Нам представляется, что неулыбчивость и даже негативное отношение современных русских к улыбкам есть особенность не традиционной русской, а советской и постсоветской культур. Вместе с цивилизационными сломами XX века происходили и трансформации правил невербального выражения эмоций: за годы советской власти улыбки ушли и от них постепенно отвыкли. В статье выражается надежда на их возвращение в русскую (российскую) культуру.


​Один из создателей субдисциплины, изучающей невербальное поведение человека, Э. Холл предложил измерение культур по степени включения контекста при обмене людьми информацией (Hall, 1977). При этом, высококонтекстными полагаются культуры, в которых при передаче информации люди склонны в большей степени обращать внимание на форму сообщения, на то как, а не на то что сказано. Для высококонтекстных культур характерна также дифференциация эмоциональных категорий, проявляющаяся в богатстве языковых средств для выражения эмоций и в значимости проявления эмоций при общении (Стефаненко, 2014; Stephan, Stephan, 1996).

С этой точки зрения русская культура высококонтекстная. Нельзя не согласиться с А. Вежбицкой, утверждающей, что в русской культуре мы наблюдаем «эмоциональность – ярко выраженный акцент на чувствах и на их свободном изъявлении, высокий эмоциональный накал русской речи, богатство языковых средств для выражения эмоций и эмоциональных оттенков» (Вежбицкая, 1997, С. 33-34). Эту особенность русской культуры находят, например, в выборе окрашенных в определенные эмоциональные тона слов, в том числе, в вариантах имен (Вежбицкая, 1997; Берштам, 1988). Находят ее и в особой значимости невербального поведения, в частности, приписывая русским особую выразительность глаз, использование их «как эмоционального рецептора» (Эриксон, 1996, С. 519).

Логично было бы вслед за Вежбицкой заключить, «что русские культурные нормы позволяют и даже поощряют большую выразительность мимики (в сфере эмоций)» (Вежбицкая, 1999, С. 535).
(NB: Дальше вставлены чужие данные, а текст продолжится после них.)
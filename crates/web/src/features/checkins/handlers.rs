use axum::{
    Json,
    extract::{Path, State},
    http::StatusCode,
    response::{IntoResponse, Response},
};
use storage::{
    Database,
    dto::checkin::{CheckInStats, CheckInWithDetails, CreateCheckInRequest, UpdateCheckInRequest},
};
use uuid::Uuid;
use validator::Validate;

use crate::error::WebError;

use super::services;

#[utoipa::path(
    get,
    path = "/api/checkins",
    responses(
        (status = 200, description = "All check-ins with athlete and event details", body = Vec<CheckInWithDetails>)
    ),
    tag = "checkins"
)]
pub async fn list_checkins(State(db): State<Database>) -> Result<Response, WebError> {
    let checkins = services::list_checkins(db.pool()).await?;

    Ok(Json(checkins).into_response())
}

#[utoipa::path(
    get,
    path = "/api/checkins/today",
    responses(
        (status = 200, description = "Check-ins recorded on the current local date", body = Vec<CheckInWithDetails>)
    ),
    tag = "checkins"
)]
pub async fn list_checkins_today(State(db): State<Database>) -> Result<Response, WebError> {
    let checkins = services::list_checkins_today(db.pool()).await?;

    Ok(Json(checkins).into_response())
}

#[utoipa::path(
    get,
    path = "/api/checkins/stats/overview",
    responses(
        (status = 200, description = "Aggregate check-in statistics", body = CheckInStats)
    ),
    tag = "checkins"
)]
pub async fn get_stats_overview(State(db): State<Database>) -> Result<Response, WebError> {
    let stats = services::stats_overview(db.pool()).await?;

    Ok(Json(stats).into_response())
}

#[utoipa::path(
    get,
    path = "/api/checkins/{id}",
    params(
        ("id" = Uuid, Path, description = "Check-in ID")
    ),
    responses(
        (status = 200, description = "Check-in found", body = CheckInWithDetails),
        (status = 404, description = "Check-in not found")
    ),
    tag = "checkins"
)]
pub async fn get_checkin(
    State(db): State<Database>,
    Path(id): Path<Uuid>,
) -> Result<Response, WebError> {
    let checkin = services::get_checkin(db.pool(), id).await?;

    Ok(Json(checkin).into_response())
}

#[utoipa::path(
    get,
    path = "/api/checkins/athlete/{athlete_id}",
    params(
        ("athlete_id" = Uuid, Path, description = "Athlete ID")
    ),
    responses(
        (status = 200, description = "Check-ins for the athlete", body = Vec<CheckInWithDetails>)
    ),
    tag = "checkins"
)]
pub async fn list_checkins_by_athlete(
    State(db): State<Database>,
    Path(athlete_id): Path<Uuid>,
) -> Result<Response, WebError> {
    let checkins = services::list_checkins_by_athlete(db.pool(), athlete_id).await?;

    Ok(Json(checkins).into_response())
}

#[utoipa::path(
    get,
    path = "/api/checkins/event/{event_id}",
    params(
        ("event_id" = Uuid, Path, description = "Event ID")
    ),
    responses(
        (status = 200, description = "Check-ins for the event", body = Vec<CheckInWithDetails>)
    ),
    tag = "checkins"
)]
pub async fn list_checkins_by_event(
    State(db): State<Database>,
    Path(event_id): Path<Uuid>,
) -> Result<Response, WebError> {
    let checkins = services::list_checkins_by_event(db.pool(), event_id).await?;

    Ok(Json(checkins).into_response())
}

#[utoipa::path(
    post,
    path = "/api/checkins",
    request_body = CreateCheckInRequest,
    security(
        ("bearer_auth" = [])
    ),
    responses(
        (status = 201, description = "Check-in created", body = CheckInWithDetails),
        (status = 400, description = "Event is not active"),
        (status = 401, description = "Unauthorized"),
        (status = 404, description = "Athlete or event not found"),
        (status = 409, description = "Already checked in, or event at capacity")
    ),
    tag = "checkins"
)]
pub async fn create_checkin(
    State(db): State<Database>,
    Json(req): Json<CreateCheckInRequest>,
) -> Result<Response, WebError> {
    req.validate()?;

    let checkin = services::create_checkin(db.pool(), &req).await?;

    Ok((StatusCode::CREATED, Json(checkin)).into_response())
}

#[utoipa::path(
    put,
    path = "/api/checkins/{id}",
    params(
        ("id" = Uuid, Path, description = "Check-in ID")
    ),
    request_body = UpdateCheckInRequest,
    security(
        ("bearer_auth" = [])
    ),
    responses(
        (status = 200, description = "Check-in updated", body = CheckInWithDetails),
        (status = 401, description = "Unauthorized"),
        (status = 404, description = "Check-in not found")
    ),
    tag = "checkins"
)]
pub async fn update_checkin(
    State(db): State<Database>,
    Path(id): Path<Uuid>,
    Json(req): Json<UpdateCheckInRequest>,
) -> Result<Response, WebError> {
    req.validate()?;

    let checkin = services::update_checkin(db.pool(), id, &req).await?;

    Ok(Json(checkin).into_response())
}

#[utoipa::path(
    delete,
    path = "/api/checkins/{id}",
    params(
        ("id" = Uuid, Path, description = "Check-in ID")
    ),
    security(
        ("bearer_auth" = [])
    ),
    responses(
        (status = 204, description = "Check-in deleted and capacity released"),
        (status = 401, description = "Unauthorized"),
        (status = 404, description = "Check-in not found")
    ),
    tag = "checkins"
)]
pub async fn delete_checkin(
    State(db): State<Database>,
    Path(id): Path<Uuid>,
) -> Result<Response, WebError> {
    services::delete_checkin(db.pool(), id).await?;

    Ok(StatusCode::NO_CONTENT.into_response())
}
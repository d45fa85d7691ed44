use std::str::FromStr;
use std::time::Duration;

use sqlx::sqlite::{SqliteConnectOptions, SqliteJournalMode, SqlitePool, SqlitePoolOptions};

pub mod dto;
pub mod error;
pub mod models;
pub mod repository;

use error::Result;

static MIGRATOR: sqlx::migrate::Migrator = sqlx::migrate!("./migrations");

/// Handle to the SQLite database, opened once at startup and shared
/// across request handlers.
#[derive(Debug, Clone)]
pub struct Database {
    pool: SqlitePool,
}

impl Database {
    /// Open (creating if missing) the database at the given URL,
    /// e.g. `sqlite:club_checkin.db`.
    pub async fn new(url: &str) -> Result<Self> {
        let options = SqliteConnectOptions::from_str(url)?
            .create_if_missing(true)
            .journal_mode(SqliteJournalMode::Wal)
            .foreign_keys(true)
            .busy_timeout(Duration::from_secs(5));

        let pool = SqlitePoolOptions::new()
            .max_connections(5)
            .connect_with(options)
            .await?;

        Ok(Self { pool })
    }

    /// In-memory database for tests. A single connection, since every
    /// SQLite `:memory:` connection is its own database.
    pub async fn new_in_memory() -> Result<Self> {
        let options = SqliteConnectOptions::from_str("sqlite::memory:")?.foreign_keys(true);

        let pool = SqlitePoolOptions::new()
            .max_connections(1)
            .connect_with(options)
            .await?;

        Ok(Self { pool })
    }

    pub fn pool(&self) -> &SqlitePool {
        &self.pool
    }

    pub async fn run_migrations(&self) -> Result<()> {
        MIGRATOR.run(&self.pool).await?;
        Ok(())
    }

    pub async fn close(&self) {
        self.pool.close().await;
    }
}
use axum::{
    Json,
    http::StatusCode,
    response::{IntoResponse, Response},
};
use serde_json::json;
use std::fmt;
use storage::error::StorageError;
use validator::ValidationErrors;

/// Web layer errors
#[derive(Debug)]
pub enum WebError {
    Storage(StorageError),
    Validation(ValidationErrors),
    BadRequest(String),
    Unauthorized(&'static str),
    Forbidden(&'static str),
    InternalServerError(String),
}

impl fmt::Display for WebError {
    fn fmt(&self, f: &mut fmt::Formatter<'_>) -> fmt::Result {
        match self {
            Self::Storage(e) => write!(f, "Storage error: {}", e),
            Self::Validation(e) => write!(f, "Validation error: {}", e),
            Self::BadRequest(msg) => write!(f, "Bad request: {}", msg),
            Self::Unauthorized(msg) => write!(f, "Unauthorized: {}", msg),
            Self::Forbidden(msg) => write!(f, "Forbidden: {}", msg),
            Self::InternalServerError(msg) => write!(f, "Internal server error: {}", msg),
        }
    }
}

impl IntoResponse for WebError {
    fn into_response(self) -> Response {
        let status_code = match &self {
            Self::Storage(StorageError::NotFound(_)) => StatusCode::NOT_FOUND,
            Self::Storage(StorageError::Conflict(_)) => StatusCode::CONFLICT,
            Self::Storage(StorageError::CapacityExceeded) => StatusCode::CONFLICT,
            Self::Storage(StorageError::InvalidState(_)) => StatusCode::BAD_REQUEST,
            Self::Storage(_) => StatusCode::INTERNAL_SERVER_ERROR,
            Self::Validation(_) => StatusCode::BAD_REQUEST,
            Self::BadRequest(_) => StatusCode::BAD_REQUEST,
            Self::Unauthorized(_) => StatusCode::UNAUTHORIZED,
            Self::Forbidden(_) => StatusCode::FORBIDDEN,
            Self::InternalServerError(_) => StatusCode::INTERNAL_SERVER_ERROR,
        };

        let body = match &self {
            Self::Storage(
                e @ (StorageError::NotFound(_)
                | StorageError::Conflict(_)
                | StorageError::CapacityExceeded
                | StorageError::InvalidState(_)),
            ) => {
                json!({
                    "error": e.to_string()
                })
            }
            Self::Storage(e) => {
                tracing::error!("Storage error: {:?}", e);
                json!({
                    "error": "An internal error occurred"
                })
            }
            Self::Validation(errors) => {
                let field_errors: Vec<String> = errors
                    .field_errors()
                    .iter()
                    .flat_map(|(field, errors)| {
                        errors.iter().map(move |e| {
                            format!(
                                "{}: {}",
                                field,
                                e.message
                                    .as_ref()
                                    .map(|m| m.to_string())
                                    .unwrap_or_else(|| e.code.to_string())
                            )
                        })
                    })
                    .collect();

                json!({
                    "error": "Validation failed",
                    "details": field_errors
                })
            }
            Self::BadRequest(msg) => {
                json!({
                    "error": msg
                })
            }
            Self::Unauthorized(msg) => {
                json!({
                    "error": msg
                })
            }
            Self::Forbidden(msg) => {
                json!({
                    "error": msg
                })
            }
            Self::InternalServerError(msg) => {
                tracing::error!("Internal server error: {}", msg);
                json!({
                    "error": "An internal error occurred"
                })
            }
        };

        (status_code, Json(body)).into_response()
    }
}

impl From<StorageError> for WebError {
    fn from(error: StorageError) -> Self {
        Self::Storage(error)
    }
}

impl From<ValidationErrors> for WebError {
    fn from(error: ValidationErrors) -> Self {
        Self::Validation(error)
    }
}

pub type WebResult<T> = Result<T, WebError>;
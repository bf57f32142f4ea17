//! Weapon contribution: might, effect text and refines.

use crate::effect::extract_stat_delta;
use crate::env::{
    PlannerEnv, RefineClass, SkillCategory, SkillDefinition, WeaponData, WeaponRefine, WeaponType,
};

use super::core::{Stat, Stats};

/// Refine stats of a special refine on a melee weapon without its own table.
const DEFAULT_MELEE_SPECIAL: Stats = Stats::new(3, 0, 0, 0, 0);

/// Effect text of a weapon under a refine.
///
/// A shared `common` effect replaces the base text. Special refines append
/// the unit's variant effect (or the weapon's refine effect); staff refines
/// append the Wrathful/Dazzling text.
pub fn refined_effect(
    env: &PlannerEnv<'_>,
    weapon: &SkillDefinition,
    refine: WeaponRefine,
    unit: &str,
) -> String {
    let special = env.upgrades().special_refine(&weapon.name);
    let base = special
        .and_then(|special| special.common_effect.as_deref())
        .unwrap_or(&weapon.effect);

    let appended = match refine {
        WeaponRefine::Special => special.and_then(|special| {
            special
                .variant_for(unit)
                .map(|variant| variant.effect.as_str())
                .or(special.effect.as_deref())
        }),
        WeaponRefine::Wrathful | WeaponRefine::Dazzling if is_staff(weapon) => {
            env.upgrades().staff_refine_effect(refine)
        }
        _ => None,
    };

    match appended {
        Some(extra) => format!("{base} {extra}"),
        None => base.to_owned(),
    }
}

/// Stat delta granted by the refine itself (not its effect text).
pub fn refine_stats(
    env: &PlannerEnv<'_>,
    weapon: &SkillDefinition,
    data: &WeaponData,
    refine: WeaponRefine,
    unit: &str,
) -> Stats {
    let mut stats = match refine {
        WeaponRefine::Special => {
            let special = env.upgrades().special_refine(&weapon.name);
            special
                .and_then(|special| special.variant_for(unit).and_then(|variant| variant.stats))
                .or_else(|| special.and_then(|special| special.stats))
                .unwrap_or(if data.weapon_type.is_melee() {
                    DEFAULT_MELEE_SPECIAL
                } else {
                    Stats::ZERO
                })
        }
        WeaponRefine::Attack
        | WeaponRefine::Speed
        | WeaponRefine::Defense
        | WeaponRefine::Resistance => refine
            .stat()
            .zip(refine_class(data.weapon_type))
            .and_then(|(stat, class)| env.upgrades().stat_refine(class, stat))
            .unwrap_or(Stats::ZERO),
        WeaponRefine::Wrathful | WeaponRefine::Dazzling => Stats::ZERO,
    };

    if let Some(flags) = &data.upgrade {
        stats.add_stat(Stat::Atk, flags.might_bonus);
    }
    stats
}

/// Table a weapon's stat refines come from. Staves have none.
fn refine_class(weapon_type: WeaponType) -> Option<RefineClass> {
    if weapon_type.is_melee() {
        Some(RefineClass::Melee)
    } else if weapon_type.uses_ranged_refines() {
        Some(RefineClass::Ranged)
    } else {
        None
    }
}

fn is_staff(weapon: &SkillDefinition) -> bool {
    weapon
        .weapon
        .as_ref()
        .is_some_and(|data| data.weapon_type == WeaponType::Staff)
}

/// Full weapon contribution: might, effect-text delta and refine delta.
///
/// Unknown weapons contribute nothing. A refine on a weapon that cannot be
/// refined is ignored.
pub fn weapon_delta(
    env: &PlannerEnv<'_>,
    unit: &str,
    weapon: &str,
    refine: Option<WeaponRefine>,
) -> Stats {
    let Some(definition) = env.skill(SkillCategory::Weapon, weapon) else {
        tracing::error!(weapon, "missing weapon data");
        return Stats::ZERO;
    };
    let Some(data) = &definition.weapon else {
        tracing::error!(weapon, "weapon entry has no weapon data");
        return Stats::ZERO;
    };

    let refine = refine.filter(|_| {
        let refinable = data.is_refinable();
        if !refinable {
            tracing::debug!(weapon, "ignoring refine on a weapon that cannot be refined");
        }
        refinable
    });

    let mut delta = Stats::single(Stat::Atk, data.might);
    let text = match refine {
        Some(refine) => refined_effect(env, definition, refine, unit),
        None => definition.effect.clone(),
    };
    match extract_stat_delta(&text) {
        Some(effect) => delta += effect,
        None => tracing::debug!(weapon, "weapon effect carries no stat clause"),
    }
    if let Some(refine) = refine {
        delta += refine_stats(env, definition, data, refine, unit);
    }
    delta
}

#[cfg(test)]
mod tests {
    use super::*;
    use crate::config::CalcConfig;
    use crate::testing::sample_data;

    #[test]
    fn might_and_effect_text_both_count() {
        let data = sample_data();
        let config = CalcConfig::default();
        let env = data.env(&config);
        // might 10, "Inflicts Spd-5."
        assert_eq!(
            weapon_delta(&env, "Abel", "Brave Lance+", None),
            Stats::new(0, 10, -5, 0, 0)
        );
    }

    #[test]
    fn stat_refine_uses_melee_table_and_might_flag() {
        let data = sample_data();
        let config = CalcConfig::default();
        let env = data.env(&config);
        // might 16, melee Atk refine HP+5 Atk+2, Mt:1
        assert_eq!(
            weapon_delta(&env, "Chrom", "Falchion", Some(WeaponRefine::Attack)),
            Stats::new(5, 16 + 2 + 1, 0, 0, 0)
        );
    }

    #[test]
    fn special_refine_prefers_the_unit_variant() {
        let data = sample_data();
        let config = CalcConfig::default();
        let env = data.env(&config);
        // might 16, Mt:1, Chrom variant stats HP+3 and effect "Grants Spd+2."
        assert_eq!(
            weapon_delta(&env, "Chrom", "Falchion", Some(WeaponRefine::Special)),
            Stats::new(3, 17, 2, 0, 0)
        );
    }

    #[test]
    fn special_refine_on_melee_defaults_to_three_hp() {
        let data = sample_data();
        let config = CalcConfig::default();
        let env = data.env(&config);
        let weapon = data_weapon(&env, "Brave Lance+");
        let stats = refine_stats(
            &env,
            weapon,
            weapon.weapon.as_ref().expect("weapon data"),
            WeaponRefine::Special,
            "Abel",
        );
        assert_eq!(stats, Stats::new(3, 0, 0, 0, 0));
    }

    #[test]
    fn staff_refine_appends_staff_effect() {
        let data = sample_data();
        let config = CalcConfig::default();
        let env = data.env(&config);
        let weapon = data_weapon(&env, "Gravity+");
        let text = refined_effect(&env, weapon, WeaponRefine::Wrathful, "Priscilla");
        assert!(text.ends_with("Damage from staff calculated like other weapons."));
    }

    #[test]
    fn refine_on_unrefinable_weapon_is_ignored() {
        let data = sample_data();
        let config = CalcConfig::default();
        let env = data.env(&config);
        assert_eq!(
            weapon_delta(&env, "Chrom", "Silver Sword", Some(WeaponRefine::Attack)),
            weapon_delta(&env, "Chrom", "Silver Sword", None),
        );
    }

    #[test]
    fn unknown_weapon_is_zero() {
        let data = sample_data();
        let config = CalcConfig::default();
        let env = data.env(&config);
        assert_eq!(weapon_delta(&env, "Chrom", "Nope", None), Stats::ZERO);
    }

    fn data_weapon<'a>(env: &PlannerEnv<'a>, name: &str) -> &'a SkillDefinition {
        env.skill(SkillCategory::Weapon, name).expect("weapon")
    }
}
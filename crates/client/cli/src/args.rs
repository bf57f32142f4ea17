//! Command-line definitions.

use std::path::PathBuf;

use clap::{Args, Parser, Subcommand};
use planner_core::{Level, Rarity, SkillCategory, Stat, SupportRank};

#[derive(Parser)]
#[command(name = "planner")]
#[command(about = "Plan skill inheritance builds: stats, SP cost and saved builds")]
pub struct Cli {
    /// Reference data directory (overrides PLANNER_DATA_DIR)
    #[arg(long, global = true)]
    pub data_dir: Option<PathBuf>,

    /// Saved builds directory (overrides PLANNER_SAVE_DIR)
    #[arg(long, global = true)]
    pub save_dir: Option<PathBuf>,

    #[command(subcommand)]
    pub command: Commands,
}

#[derive(Subcommand)]
pub enum Commands {
    /// Show final stats and SP cost of a build
    Stats {
        #[command(flatten)]
        build: BuildArgs,

        /// Also print every contribution to the final stats
        #[arg(long)]
        breakdown: bool,
    },

    /// SP cost for a unit to inherit one skill
    Cost {
        unit: String,
        skill: String,

        /// Refine code (X A S D R W)
        #[arg(long)]
        refine: Option<String>,
    },

    /// List the skills a unit may equip
    Skills {
        unit: String,

        /// Only this slot (weapon, assist, special, passiveA, passiveB, passiveC, seal)
        #[arg(long)]
        slot: Option<SkillCategory>,
    },

    /// List the units that learn a skill, by rarity
    Learners {
        skill: String,

        #[arg(long, default_value = "weapon")]
        slot: SkillCategory,
    },

    /// Manage saved builds
    Builds {
        #[command(subcommand)]
        action: BuildsAction,
    },

    /// Import community builds from a saved wiki page
    Import {
        unit: String,
        file: PathBuf,

        /// Save every imported build
        #[arg(long)]
        save: bool,
    },
}

#[derive(Subcommand)]
pub enum BuildsAction {
    /// List saved builds of a unit
    List { unit: String },

    /// Save a build under a name, replacing any build of that name
    Save {
        #[command(flatten)]
        build: BuildArgs,

        name: String,
    },

    /// Delete a saved build
    Delete { unit: String, name: String },
}

/// Unit, loadout and modifiers of a build. Unset slots keep the default loadout.
#[derive(Args, Clone, Debug, Default)]
pub struct BuildArgs {
    pub unit: String,

    /// Start from a saved build
    #[arg(long)]
    pub saved: Option<String>,

    /// Start from an empty loadout instead of the default one
    #[arg(long)]
    pub empty: bool,

    #[arg(long)]
    pub weapon: Option<String>,

    /// Refine code (X A S D R W)
    #[arg(long)]
    pub refine: Option<String>,

    #[arg(long)]
    pub assist: Option<String>,

    #[arg(long)]
    pub special: Option<String>,

    #[arg(long = "passive-a", short = 'a')]
    pub passive_a: Option<String>,

    #[arg(long = "passive-b", short = 'b')]
    pub passive_b: Option<String>,

    #[arg(long = "passive-c", short = 'c')]
    pub passive_c: Option<String>,

    #[arg(long)]
    pub seal: Option<String>,

    #[arg(long)]
    pub boon: Option<Stat>,

    #[arg(long)]
    pub bane: Option<Stat>,

    #[arg(long)]
    pub merge: Option<u8>,

    #[arg(long)]
    pub rarity: Option<Rarity>,

    #[arg(long)]
    pub level: Option<Level>,

    #[arg(long)]
    pub support: Option<SupportRank>,
}

impl BuildArgs {
    /// Slot overrides in slot order.
    pub fn slots(&self) -> impl Iterator<Item = (SkillCategory, &str)> {
        [
            (SkillCategory::Weapon, &self.weapon),
            (SkillCategory::Assist, &self.assist),
            (SkillCategory::Special, &self.special),
            (SkillCategory::PassiveA, &self.passive_a),
            (SkillCategory::PassiveB, &self.passive_b),
            (SkillCategory::PassiveC, &self.passive_c),
            (SkillCategory::Seal, &self.seal),
        ]
        .into_iter()
        .filter_map(|(slot, skill)| skill.as_deref().map(|skill| (slot, skill)))
    }
}

#[cfg(test)]
mod tests {
    use super::*;
    use clap::CommandFactory;

    #[test]
    fn command_definition_is_valid() {
        Cli::command().debug_assert();
    }

    #[test]
    fn stats_flags_parse_into_types() {
        let cli = Cli::parse_from([
            "planner", "stats", "Abel", "--boon", "atk", "--bane", "HP", "--rarity", "4",
            "--level", "1", "--support", "s", "-a", "Attack +3",
        ]);
        let Commands::Stats { build, .. } = cli.command else {
            panic!("expected stats");
        };
        assert_eq!(build.boon, Some(Stat::Atk));
        assert_eq!(build.bane, Some(Stat::Hp));
        assert_eq!(build.rarity, Some(Rarity::Four));
        assert_eq!(build.level, Some(Level::One));
        assert_eq!(build.support, Some(SupportRank::S));
        assert_eq!(
            build.slots().collect::<Vec<_>>(),
            [(SkillCategory::PassiveA, "Attack +3")]
        );
    }
}
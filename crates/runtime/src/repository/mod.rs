//! Repository layer for user data.
//!
//! Repositories handle data that CHANGES while planning:
//! - Saved builds per unit
//!
//! Static reference data (units, skills, upgrades) is handled by oracles,
//! not repositories.

mod builds;
mod error;
mod traits;

pub mod file;
pub mod memory;

pub use builds::{BuildRepository, USER_BUILDS_KEY, UnitBuilds};
pub use error::{RepositoryError, Result};
pub use file::FileStore;
pub use memory::InMemoryStore;
pub use traits::KeyValueStore;
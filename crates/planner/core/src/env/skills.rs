//! Skill catalog definitions and the oracle that serves them.

use super::units::{Color, WeaponType};

/// Read-only access to the skill catalogs.
pub trait SkillOracle: Send + Sync {
    /// Catalog for one category, in dataset order.
    fn catalog(&self, category: SkillCategory) -> &[SkillDefinition];

    fn skill(&self, category: SkillCategory, name: &str) -> Option<&SkillDefinition> {
        self.catalog(category)
            .iter()
            .find(|skill| skill.name == name)
    }
}

/// Skill slot / catalog category.
#[derive(
    Clone,
    Copy,
    Debug,
    PartialEq,
    Eq,
    PartialOrd,
    Ord,
    Hash,
    strum::Display,
    strum::EnumString,
    strum::AsRefStr,
)]
#[cfg_attr(feature = "serde", derive(serde::Serialize, serde::Deserialize))]
#[cfg_attr(feature = "serde", serde(rename_all = "camelCase"))]
#[strum(serialize_all = "camelCase", ascii_case_insensitive)]
pub enum SkillCategory {
    Weapon,
    Assist,
    Special,
    PassiveA,
    PassiveB,
    PassiveC,
    Seal,
}

impl SkillCategory {
    pub const ALL: [SkillCategory; 7] = [
        SkillCategory::Weapon,
        SkillCategory::Assist,
        SkillCategory::Special,
        SkillCategory::PassiveA,
        SkillCategory::PassiveB,
        SkillCategory::PassiveC,
        SkillCategory::Seal,
    ];

    /// Slots a unit learns skills in. Seals are equipped, never learned.
    pub const LEARNABLE: [SkillCategory; 6] = [
        SkillCategory::Weapon,
        SkillCategory::Assist,
        SkillCategory::Special,
        SkillCategory::PassiveA,
        SkillCategory::PassiveB,
        SkillCategory::PassiveC,
    ];

    pub const fn is_passive(self) -> bool {
        matches!(
            self,
            SkillCategory::PassiveA | SkillCategory::PassiveB | SkillCategory::PassiveC
        )
    }

    /// Categories whose names carry a level suffix (`"Swordbreaker 3"`).
    pub const fn is_levelled(self) -> bool {
        self.is_passive() || matches!(self, SkillCategory::Seal)
    }
}

/// Refine capability flags of a weapon, parsed from strings like
/// `"Legendary, Mt:1"`. Any flags at all make the weapon refinable.
#[derive(Clone, Debug, Default, PartialEq, Eq)]
#[cfg_attr(feature = "serde", derive(serde::Serialize, serde::Deserialize))]
pub struct UpgradeFlags {
    pub legendary: bool,
    /// Extra might granted by any refine.
    pub might_bonus: i32,
}

impl UpgradeFlags {
    pub fn parse(raw: &str) -> Self {
        let mut flags = Self::default();
        for token in raw.split(',').map(str::trim) {
            if token == "Legendary" {
                flags.legendary = true;
            } else if let Some(value) = token.strip_prefix("Mt:") {
                flags.might_bonus = value.trim().parse().unwrap_or(0);
            }
        }
        flags
    }
}

/// Weapon-only catalog fields.
#[derive(Clone, Debug, PartialEq, Eq)]
#[cfg_attr(feature = "serde", derive(serde::Serialize, serde::Deserialize))]
pub struct WeaponData {
    pub might: i32,
    pub weapon_type: WeaponType,
    /// Colors allowed to wield the weapon. Empty means any.
    pub colors: Vec<Color>,
    /// `None` when the weapon cannot be refined.
    pub upgrade: Option<UpgradeFlags>,
}

impl WeaponData {
    pub fn new(might: i32, weapon_type: WeaponType) -> Self {
        Self {
            might,
            weapon_type,
            colors: Vec::new(),
            upgrade: None,
        }
    }

    pub fn is_refinable(&self) -> bool {
        self.upgrade.is_some() || self.weapon_type == WeaponType::Staff
    }
}

/// Immutable skill reference data.
#[derive(Clone, Debug, PartialEq, Eq)]
#[cfg_attr(feature = "serde", derive(serde::Serialize, serde::Deserialize))]
pub struct SkillDefinition {
    pub name: String,
    pub category: SkillCategory,
    pub cost: u32,
    pub effect: String,
    pub restriction: Option<String>,
    /// Prerequisite skill name, `"A|B"` for either-or.
    pub require: Option<String>,
    /// Dynamic value spec for specials, e.g. `"Res:0.5"`.
    pub value: Option<String>,
    pub weapon: Option<WeaponData>,
}

impl SkillDefinition {
    pub fn new(category: SkillCategory, name: impl Into<String>, cost: u32) -> Self {
        Self {
            name: name.into(),
            category,
            cost,
            effect: String::new(),
            restriction: None,
            require: None,
            value: None,
            weapon: None,
        }
    }

    pub fn weapon(name: impl Into<String>, cost: u32, data: WeaponData) -> Self {
        let mut skill = Self::new(SkillCategory::Weapon, name, cost);
        skill.weapon = Some(data);
        skill
    }

    pub fn with_effect(mut self, effect: impl Into<String>) -> Self {
        self.effect = effect.into();
        self
    }

    pub fn with_restriction(mut self, restriction: impl Into<String>) -> Self {
        self.restriction = Some(restriction.into());
        self
    }

    pub fn with_require(mut self, require: impl Into<String>) -> Self {
        self.require = Some(require.into());
        self
    }

    pub fn with_value(mut self, value: impl Into<String>) -> Self {
        self.value = Some(value.into());
        self
    }
}

/// Base name of a levelled skill: the text before the first digit 1-9, trimmed.
///
/// `"Swordbreaker 3"` becomes `"Swordbreaker"`; names without a level digit
/// are returned trimmed.
pub fn base_name(name: &str) -> &str {
    match name.find(|c: char| ('1'..='9').contains(&c)) {
        Some(index) => name[..index].trim(),
        None => name.trim(),
    }
}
Она делает такой вывод, подробно анализируя то, как русские люди выражают эмоции при помощи лица.

В традиционной русской культуре высока значимость такого элемента оптико-кинетической системы знаков, как улыбка, что, как и многое другое, отражает ее высококонтекстность.

А как же улыбка, которая является важным элементом мимики, или движений лица, выражающих эмоции? Улыбка, появление которой, согласно данным психологии, связано с универсальными эмоциями удовольствия, а конкретнее, веселья, удовлетворенности, возбуждения, экстаза и т.п. (Экман, 2010), что, впрочем, не отрицает возможности межкультурных вариаций в проявлении эмоций, в том числе, и улыбок. Многочисленные исследователи (культурологи и лингвисты), которые, казалось бы, досконально проанализировали особенности «русской улыбки» (Крейдлин, 2002; Прохоров, Стернин, 2007; Тер-Минасова, 2000; Токарева, 2007) соглашаются с представлениями обыденного сознания о неулыбчивости и даже мрачности русских.

Эти выводы, противоречащие данным о высококонтекстности русской культуры, всегда меня удивляли, но, только перечитав в очередной раз роман «Анна Каренина», я неожиданно открыла для себя нечто новое – жившие в XIX веке герои Л.Н. Толстого постоянно улыбаются при общении друг с другом и даже, ведя внутренний диалог. В первый раз в доступном мне издании слово («улыбаясь») появляется на второй странице романа (Толстой, 1952, т. 8, С. 6), а в последний раз («улыбнулась») – на предпоследней странице (Толстой, 1952, т. 9, С. 403).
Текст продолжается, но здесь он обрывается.